In February last year, internal medicine physician Dr Beate Jaeger began treating long covid patients with apheresis at her clinic in Mulheim, Germany, after reading reports that covid was causing health problems. blood clotting. She told the BMJ that she has now treated thousands of people at her clinic, with success stories spreading on social media and by word of mouth.

Jaeger admits the treatment has been experimental for a long time, but said trials are taking too long when the pandemic has left patients desperately sick.

The North Rhine Medical Association, which examines whether doctors have breached their professional code of conduct, told the BMJ it had not received any complaints about Jaeger or his clinic from patients or other organisations. , but that she would investigate if that was the case.

The survey also revealed that apheresis and the associated travel costs are so expensive that patients create fundraising pages on websites like GoFundMe to raise money.
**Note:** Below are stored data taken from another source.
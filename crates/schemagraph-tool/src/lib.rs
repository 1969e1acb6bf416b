//! schemagraph-tool: Diagram building and rendering on top of the graph engine.
//!
//! Turns entity catalogs and relationships into graphs through one of three
//! diagram adapters (ERD, class diagram, data lineage), optionally narrows
//! the result to a focus set, and renders it as Mermaid, PlantUML, or
//! Graphviz text.

pub mod error;
pub mod plugins;
pub mod render;
pub mod tool;

pub use error::{Result, ToolError};
pub use plugins::{DiagramPlugin, LineageMetadata, Plugin};
pub use render::render;
pub use tool::{GraphRequest, GraphTool};
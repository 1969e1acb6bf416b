//! Node and edge records owned by a [`GraphData`](crate::GraphData) arena.

use schemagraph_core::Metadata;
use serde::{Deserialize, Serialize};

/// Dense index of a node inside its graph (0..N-1).
#[derive(Debug, Clone, Copy, PartialEq, Eq, Hash, PartialOrd, Ord, Serialize, Deserialize)]
pub struct NodeId(pub usize);

/// Dense index of an edge inside its graph (0..E-1).
#[derive(Debug, Clone, Copy, PartialEq, Eq, Hash, PartialOrd, Ord, Serialize, Deserialize)]
pub struct EdgeId(pub usize);

/// A named vertex. The name is fixed at creation; metadata is free to change.
#[derive(Debug, Clone, PartialEq, Serialize, Deserialize)]
pub struct Node {
    name: String,
    pub metadata: Metadata,
}

impl Node {
    pub fn new(name: impl Into<String>, metadata: Metadata) -> Self {
        Self {
            name: name.into(),
            metadata,
        }
    }

    /// Name with the casing it was first created with.
    pub fn name(&self) -> &str {
        &self.name
    }
}

/// A directed, keyed connection between two nodes of the same graph.
#[derive(Debug, Clone, PartialEq, Serialize, Deserialize)]
pub struct Edge {
    from: NodeId,
    to: NodeId,
    edge_key: String,
    pub metadata: Metadata,
}

impl Edge {
    pub(crate) fn new(from: NodeId, to: NodeId, edge_key: impl Into<String>) -> Self {
        Self {
            from,
            to,
            edge_key: edge_key.into(),
            metadata: Metadata::new(),
        }
    }

    pub fn from(&self) -> NodeId {
        self.from
    }

    pub fn to(&self) -> NodeId {
        self.to
    }

    pub fn edge_key(&self) -> &str {
        &self.edge_key
    }
}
Chris Witham, a 45-year-old businessman and long-time covid sufferer from Bournemouth who spent around £7,000 on apheresis treatment (including travel and accommodation costs) in Kempten, Germany, l ‘ last year, said: ‘I would have sold my house and given to get better, without a second thought.

Existing research has suggested that “microclots” in the plasma of people with long covid may be responsible for long covid symptoms. But experts contacted by the BMJ and ITV News said more research was needed to understand how microclots form and whether they cause long-lasting covid symptoms.

Others also worry about the lack of follow-up of patients when they leave clinics after being prescribed blood thinners.

Robert Ariens, Professor of Vascular Biology at the University of Leeds Medical School, says: “They [microclots] maybe a biomarker for disease, but how do we know they are causative? »

He believes clinics offering apheresis and anticoagulant therapy are prematurely providing treatment based on a hypothesis that needs more scientific research.

“If we do not know the mechanisms by which microclots are formed and whether or not they are responsible for the disease, it seems premature to design a treatment to eliminate microclots, since apheresis and triple anticoagulation are not without risks, obviously one of them is bleeding,” he adds.